The short story describes a number of strange events in the otherwise boring life of the main character who we only know as Meursault. It becomes rapidly clear that this personage has a rather peculiar view on life. It's not that he's manic depressive. He can't even be labeled depressed at all, but somehow this man goes through life empty with his only interest the sensory stimuli provided by the beach, the sea and his mistress. Then again he is not a pure hedonist. It is these odd internal conflicts which I believe makes readers quite uncomfortable reading the story. Of course all of this is to prove a point.

At first I believed that the pivotal point in the book revolved around Meursault apparently killing a man without any reason at all other than that the sun was in his eyes. For a while this event appears to represent the theme of absurdity which Camus tried to instill in the novel. Only after reading the later parts a few times did I realize that the responses to the crime of those around Meursault were what constituted the real absurdity. Meursault is questioned about his motives by the representatives of the law but they are more concerned with the fact he did not show the expected emotions at his mother's funeral as they seem to be with the odd murder. All the secondary characters are trying to make sense of the world while the protagonist takes life an sich.
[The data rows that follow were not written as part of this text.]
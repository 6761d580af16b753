//! # Product Fingerprint Codec
//!
//! `fingerprint()` binds a product's identity fields together:
//!
//! ```text
//! fingerprint = "0x" || hex(SHA-256(from_fields([
//!     Text(product_id), Text(product_type), Text(batch_number),
//!     Instant(manufactured_at), Instant(expires_at),
//! ])))
//! ```
//!
//! The function is pure and total. Field order is fixed; changing any value,
//! swapping two values, or changing an instant by one second changes the
//! output.
//!
//! The rendered form is exactly 66 characters (`0x` + 64 lowercase hex),
//! which is the width of the store's fingerprint column. Comparison between a
//! ledger fingerprint and a recomputed one is byte-exact on this string.

use serde::{Deserialize, Serialize};

use crate::canonical::{CanonicalBytes, CanonicalField};
use crate::digest::{sha256_digest, ContentDigest};
use crate::error::ValidationError;
use crate::temporal::Timestamp;

/// Prefix of the rendered fingerprint.
pub const FINGERPRINT_PREFIX: &str = "0x";

/// Rendered fingerprint width in characters.
pub const FINGERPRINT_LEN: usize = 66;

/// The ordered tuple that a fingerprint commits to.
#[derive(Debug, Clone, Copy, PartialEq, Eq)]
pub struct ProductFields<'a> {
    /// Product identifier.
    pub product_id: &'a str,
    /// Product type (e.g. "Aspirin").
    pub product_type: &'a str,
    /// Manufacturing batch number.
    pub batch_number: &'a str,
    /// Manufacturing instant.
    pub manufactured_at: Timestamp,
    /// Expiry instant.
    pub expires_at: Timestamp,
}

impl ProductFields<'_> {
    /// Canonical encoding of the tuple, in fixed field order.
    pub fn canonical_bytes(&self) -> CanonicalBytes {
        CanonicalBytes::from_fields(&[
            CanonicalField::Text(self.product_id),
            CanonicalField::Text(self.product_type),
            CanonicalField::Text(self.batch_number),
            CanonicalField::Instant(self.manufactured_at),
            CanonicalField::Instant(self.expires_at),
        ])
    }
}

/// A rendered product fingerprint: `0x` followed by 64 lowercase hex digits.
#[derive(Debug, Clone, PartialEq, Eq, Hash, Serialize, Deserialize)]
#[serde(try_from = "String", into = "String")]
pub struct Fingerprint(String);

impl Fingerprint {
    /// Render a SHA-256 digest as a fingerprint.
    pub fn from_digest(digest: &ContentDigest) -> Self {
        Self(format!("{FINGERPRINT_PREFIX}{}", digest.to_hex()))
    }

    /// Parse a stored fingerprint, validating width, prefix and alphabet.
    ///
    /// Uppercase hex is rejected rather than normalized: the ledger and the
    /// verifier compare rendered strings byte-for-byte.
    pub fn parse(s: &str) -> Result<Self, ValidationError> {
        if s.is_empty() {
            return Err(ValidationError::Empty {
                field: "fingerprint",
            });
        }
        if s.len() != FINGERPRINT_LEN {
            return Err(ValidationError::Malformed {
                field: "fingerprint",
                reason: format!("expected {FINGERPRINT_LEN} characters, got {}", s.len()),
            });
        }
        let Some(hex) = s.strip_prefix(FINGERPRINT_PREFIX) else {
            return Err(ValidationError::Malformed {
                field: "fingerprint",
                reason: format!("missing {FINGERPRINT_PREFIX:?} prefix"),
            });
        };
        if let Some(found) = hex
            .chars()
            .find(|c| !matches!(c, '0'..='9' | 'a'..='f'))
        {
            return Err(ValidationError::ForbiddenCharacter {
                field: "fingerprint",
                found,
            });
        }
        Ok(Self(s.to_string()))
    }

    /// Borrow the rendered fingerprint.
    pub fn as_str(&self) -> &str {
        &self.0
    }
}

impl TryFrom<String> for Fingerprint {
    type Error = ValidationError;

    fn try_from(s: String) -> Result<Self, Self::Error> {
        Self::parse(&s)
    }
}

impl From<Fingerprint> for String {
    fn from(f: Fingerprint) -> String {
        f.0
    }
}

impl std::fmt::Display for Fingerprint {
    fn fmt(&self, f: &mut std::fmt::Formatter<'_>) -> std::fmt::Result {
        f.write_str(&self.0)
    }
}

/// Compute the fingerprint of a product tuple.
pub fn fingerprint(fields: &ProductFields<'_>) -> Fingerprint {
    Fingerprint::from_digest(&sha256_digest(&fields.canonical_bytes()))
}


#[cfg(test)]
mod proptests {
    use super::*;
    use proptest::prelude::*;

    fn instant() -> impl Strategy<Value = Timestamp> {
        (0i64..4_102_444_800).prop_map(|s| Timestamp::from_epoch_secs(s).unwrap())
    }

    proptest! {
        #[test]
        fn deterministic_over_arbitrary_inputs(
            id in "[A-Za-z0-9-]{1,32}",
            ty in ".{1,32}",
            batch in "[A-Z0-9]{1,16}",
            m in instant(),
            e in instant(),
        ) {
            let f = ProductFields {
                product_id: &id, product_type: &ty, batch_number: &batch,
                manufactured_at: m, expires_at: e,
            };
            prop_assert_eq!(fingerprint(&f), fingerprint(&f));
        }

        #[test]
        fn split_point_is_significant(s in "[a-z]{2,16}", cut in 1usize..16) {
            let cut = cut.min(s.len() - 1);
            let (left, right) = s.split_at(cut);
            let t = Timestamp::from_epoch_secs(0).unwrap();
            let a = ProductFields {
                product_id: left, product_type: right, batch_number: "B",
                manufactured_at: t, expires_at: t,
            };
            let b = ProductFields {
                product_id: &s, product_type: "", batch_number: "B",
                manufactured_at: t, expires_at: t,
            };
            prop_assert_ne!(fingerprint(&a), fingerprint(&b));
        }
    }
}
As a reader you feel yourself stepping away from all those characters around the protagonist who are trying to either tell him how he should feel or who are trying to obtain some form of confession or meaning. It is the view of the main character of the events in the later part of the book that makes this such a fantastic story. It is as if you're in a slight psychological earthquake in which you find yourself re-orienting after the tremors stop. In that sense the absurdity of life that Camus first and foremost tried to convey is very well presented and represented. So much so that at some point the irrationality of the crime Meursault commits fades into the background.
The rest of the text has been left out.